Gum Karaya


Gum Karaya is the dried exudate of the Sterculia Urens tree of the Sterculiaceae family. This large and bushy deciduous tree is found in the dry deciduous forests of the Indian Peninsula, the rocky hills of Madhya Pradesh and Bihar and the sub-Himalayan tract in northern India. The tree is leafless in the cold season; young leaves sprout in the hot season.

The best quality gum is collected during April, May and June i.e. in summer. During this time, as the weather gets warmer the yield increases. The gum collected during the monsoons has low viscosity. In September, after the monsoon, the collection cycle is repeated. This yield usually gives less viscous solutions than the gum collected in summer.

Incision on the trunkThe locals tap the trees by making incisions upto one square foot in dimension on the trunk. The gum begins to exude immediately and the exudation continues for several days. The maximum amount of exudation occurs within the first 24 hours. The gum is in the form of huge irregular tears. The tears are picked by the locals who sell the same to the forest contractors registered with the Trifed. In the state of Andhra Pradesh, the purchases of raw Gum Karaya are centralized through the state owned Girijan Co-operative Society.


Then the gum is sold to Gum Karaya associate shippers like Krystal Colloids Pvt. Ltd. who process the lots after basic tests for the swell index. Bark and other contaminants are first removed. The tears are then broken up and the fragments are sorted into grades on the basis of colour and adhering bark.
 


The grades and their technical specifications are as follows :
 




GRADE/SPEC. COLOUR BFOM VISCOSITY AT 1 %
HPS White 0.5 % max >1200 cps
No.1 White with slight gray cast 0.75% max >1000 cps
No.2 Light tan 2% max >800 cps
No.3 Tan 3% max >700 cps


Gum Karaya occurs naturally as a complex, partially acetylated, branched polysaccharide of high molecular weight. It contains about 37% uronic acid residues and approximately 8% acetyl groups. The gum has a peculiar property of splitting off free acetic acid and this loss is loosely correlated with the particle size. Karaya is a calcium and magnesium salt, with a central chain of D-galactose, L-rhamnose and D-galacturonic acid units, with some side chains containing D-glucuronic acid.

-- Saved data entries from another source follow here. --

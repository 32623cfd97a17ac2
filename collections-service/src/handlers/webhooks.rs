use axum::{body::Bytes, extract::State, http::HeaderMap, Json};
use chrono::Utc;
use service_core::error::AppError;

use crate::engine::WebhookReport;
use crate::services::gateway::{verify_webhook_signature, WEBHOOK_SIGNATURE_HEADER};
use crate::services::WebhookEnvelope;
use crate::startup::AppState;

/// Receive a batch of gateway events.
///
/// Duplicates and unknown resources are acknowledged with 200. Any event that
/// failed on infrastructure yields a 500, and any event still claimed by
/// another delivery a 503, so the gateway redelivers the batch; events
/// already processed are skipped on redelivery.
#[tracing::instrument(skip_all)]
pub async fn gateway_webhook(
    State(state): State<AppState>,
    headers: HeaderMap,
    body: Bytes,
) -> Result<Json<WebhookReport>, AppError> {
    let signature = headers
        .get(WEBHOOK_SIGNATURE_HEADER)
        .and_then(|v| v.to_str().ok())
        .ok_or_else(|| AppError::Unauthorized(anyhow::anyhow!("Missing webhook signature")))?;

    if !verify_webhook_signature(&state.webhook_secret, &body, signature) {
        tracing::warn!("Rejected webhook with invalid signature");
        return Err(AppError::Unauthorized(anyhow::anyhow!(
            "Invalid webhook signature"
        )));
    }

    let envelope: WebhookEnvelope = serde_json::from_slice(&body)
        .map_err(|e| AppError::BadRequest(anyhow::anyhow!("Invalid webhook payload: {}", e)))?;

    let report = state.engine.process_webhook(&envelope, Utc::now()).await?;
    if report.failed > 0 {
        return Err(AppError::InternalError(anyhow::anyhow!(
            "{} of {} webhook events failed",
            report.failed,
            envelope.events.len()
        )));
    }
    if report.in_progress > 0 {
        tracing::info!(in_progress = report.in_progress, "Webhook events still being processed");
        return Err(AppError::ServiceUnavailable);
    }

    Ok(Json(report))
}
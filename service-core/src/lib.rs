//! Shared plumbing for the collections engine: errors, configuration,
//! tracing, HTTP middleware and outbound retries.
pub mod config;
pub mod error;
pub mod middleware;
pub mod observability;
pub mod retry;

pub use axum;
pub use serde;
pub use serde_json;
pub use tokio;
pub use tracing;
pub use validator;
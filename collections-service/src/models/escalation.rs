//! Dunning escalation: alerts and the ladder that stages them.

use chrono::{DateTime, Duration, Utc};
use serde::{Deserialize, Serialize};
use std::fmt;
use std::str::FromStr;
use uuid::Uuid;

/// Escalation stage, ordered from least to most severe.
#[derive(Debug, Clone, Copy, PartialEq, Eq, PartialOrd, Ord, Hash, Serialize, Deserialize)]
#[serde(rename_all = "snake_case")]
pub enum EscalationStage {
    Initial,
    Followup,
    Urgent,
    Critical,
}

impl EscalationStage {
    pub fn as_str(&self) -> &'static str {
        match self {
            EscalationStage::Initial => "initial",
            EscalationStage::Followup => "followup",
            EscalationStage::Urgent => "urgent",
            EscalationStage::Critical => "critical",
        }
    }
}

impl fmt::Display for EscalationStage {
    fn fmt(&self, f: &mut fmt::Formatter<'_>) -> fmt::Result {
        f.write_str(self.as_str())
    }
}

impl FromStr for EscalationStage {
    type Err = String;

    fn from_str(s: &str) -> Result<Self, Self::Err> {
        match s {
            "initial" => Ok(EscalationStage::Initial),
            "followup" => Ok(EscalationStage::Followup),
            "urgent" => Ok(EscalationStage::Urgent),
            "critical" => Ok(EscalationStage::Critical),
            other => Err(format!("unknown escalation stage '{}'", other)),
        }
    }
}

/// What an alert is about.
#[derive(Debug, Clone, Copy, PartialEq, Eq, Hash, Serialize, Deserialize)]
#[serde(rename_all = "snake_case")]
pub enum SubjectType {
    /// An unpaid (failed or returned) payment instance.
    PaymentInstance,
    /// A contract approaching its end date.
    ContractRenewal,
    /// A mandate approaching its expiry date.
    MandateExpiry,
}

impl SubjectType {
    pub fn as_str(&self) -> &'static str {
        match self {
            SubjectType::PaymentInstance => "payment_instance",
            SubjectType::ContractRenewal => "contract_renewal",
            SubjectType::MandateExpiry => "mandate_expiry",
        }
    }
}

impl FromStr for SubjectType {
    type Err = String;

    fn from_str(s: &str) -> Result<Self, Self::Err> {
        match s {
            "payment_instance" => Ok(SubjectType::PaymentInstance),
            "contract_renewal" => Ok(SubjectType::ContractRenewal),
            "mandate_expiry" => Ok(SubjectType::MandateExpiry),
            other => Err(format!("unknown subject type '{}'", other)),
        }
    }
}

/// Record of a dunning notice. Derived, never authoritative.
#[derive(Debug, Clone, PartialEq, Eq, Serialize, Deserialize)]
pub struct EscalationAlert {
    pub alert_id: Uuid,
    pub subject_id: Uuid,
    pub subject_type: SubjectType,
    pub stage: EscalationStage,
    pub sent_utc: DateTime<Utc>,
}

/// One rung: a stage and its inclusive day range. Open ends are unbounded.
#[derive(Debug, Clone, Copy, PartialEq, Eq)]
pub struct Rung {
    pub stage: EscalationStage,
    pub from_days: Option<i64>,
    pub to_days: Option<i64>,
}

impl Rung {
    fn contains(&self, days: i64) -> bool {
        self.from_days.map_or(true, |from| days >= from) && self.to_days.map_or(true, |to| days <= to)
    }
}

/// Threshold table mapping a day count to a stage.
///
/// The same type drives both payment dunning (days overdue) and expiry
/// alerting (days until expiry); only the table differs.
#[derive(Debug, Clone, PartialEq, Eq)]
pub struct EscalationLadder {
    rungs: Vec<Rung>,
}

impl EscalationLadder {
    pub fn new(rungs: Vec<Rung>) -> Self {
        Self { rungs }
    }

    /// Ladder over days overdue. Not yet overdue means no stage.
    ///
    /// Unlike the expiry ladder, where a subject that has already lapsed is
    /// `critical` at once, an overdue payment starts at `initial` and climbs
    /// as it ages, so the payer gets reminders before the final notice.
    pub fn overdue() -> Self {
        Self::new(vec![
            rung(EscalationStage::Initial, Some(1), Some(7)),
            rung(EscalationStage::Followup, Some(8), Some(30)),
            rung(EscalationStage::Urgent, Some(31), Some(60)),
            rung(EscalationStage::Critical, Some(61), None),
        ])
    }

    /// Ladder over days until expiry. Anything beyond `horizon_days` is not
    /// yet worth an alert; already expired counts as critical.
    pub fn expiry(horizon_days: i64) -> Self {
        Self::new(vec![
            rung(EscalationStage::Critical, None, Some(7)),
            rung(EscalationStage::Urgent, Some(8), Some(30)),
            rung(EscalationStage::Followup, Some(31), Some(60)),
            rung(EscalationStage::Initial, Some(61), Some(horizon_days)),
        ])
    }

    pub fn stage_for(&self, days: i64) -> Option<EscalationStage> {
        self.rungs.iter().find(|r| r.contains(days)).map(|r| r.stage)
    }
}

fn rung(stage: EscalationStage, from_days: Option<i64>, to_days: Option<i64>) -> Rung {
    Rung {
        stage,
        from_days,
        to_days,
    }
}

/// A new alert is due when the subject has crossed into a stage it was not
/// last alerted for, and the previous alert is outside the cool-down window.
pub fn alert_due(
    last: Option<&EscalationAlert>,
    stage: EscalationStage,
    now: DateTime<Utc>,
    cool_down: Duration,
) -> bool {
    match last {
        None => true,
        Some(alert) => alert.stage != stage && now - alert.sent_utc >= cool_down,
    }
}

Although designated as a water- soluble gum, Karaya is one of the least soluble of the exudation gums. A gum particle placed in water does not dissolve but absorbs water and swells to many times its original size. The particle size influences the type of the dispersion obtainable. A coarse granulated Karaya yields a discontinuous, grainy dispersion; a finely powdered gum yields an apparently homogenous dispersion. In dilute solutions of Gum Karaya, the viscosity increases linearly with concentrations up to about 0.5%, thereafter Karaya dispersions behave as non-Newtonian solutions. At concentrations above 2-3% Gum Karaya forms thick, non-flowing pastes resembling spreadable gels. Heating under pressure gives smooth, homogenous solutions at concentrations as high as 18-20%. Heating Gum Karaya dispersions increases the solubility but results in permanently lower viscosities. The pH of a normal 1% dispersion is 4.6. Electrolytes such as sodium, calcium and aluminium chlorides and aluminium sulphate cause a viscosity drop as well as excessive acid or alkali. Higher viscosities and pH stability over a wider range can be obtained by hydrating the gum prior to pH adjustment. At pHs above 7, the dispersion is transformed into a ropy, stringy mucilage. In dry form, Karaya loses viscosity in storage, especially under high heat and humidity with the rate of loss being more for powdered material as compared to granules. To minimise this, storage under colder temperatures is advised. The viscosity loss of Karaya dispersions in storage can be minimised by the addition of preservatives like benzoates, sorbates, phenols and related compounds.

 


APPLICATIONS: 

Following are some of the applications of Gum Karaya :

  Used in dental adhesive products.

  Used as a bulk laxative

  As an adhesive for ostomy rings

  It is used as a stabilizer for dairy products and frozen desserts.

  It is used as an acid resistant stabilizer for sherbets, fruit ices and similar low pH products.

  It is used in stabilizing packaged whipped cream products, meringue toppings and aerated dairy foods.

  It is also used to prevent syneresis and improve the spreadability characteristics of cheese spreads.

  It is a good emulsion stabilizer for French style salad dressings.

  It is used as a binder for making low calorie dough-based products such as pasta, bread and other bakery products.

  It is very effective in preparation of special quick-cooking farina cereals.

  It is used in ground meat products as it provides good water holding and binding properties to yield finished products.

  In the paper industry, it is used in the manufacture of long fibered, light weight papers.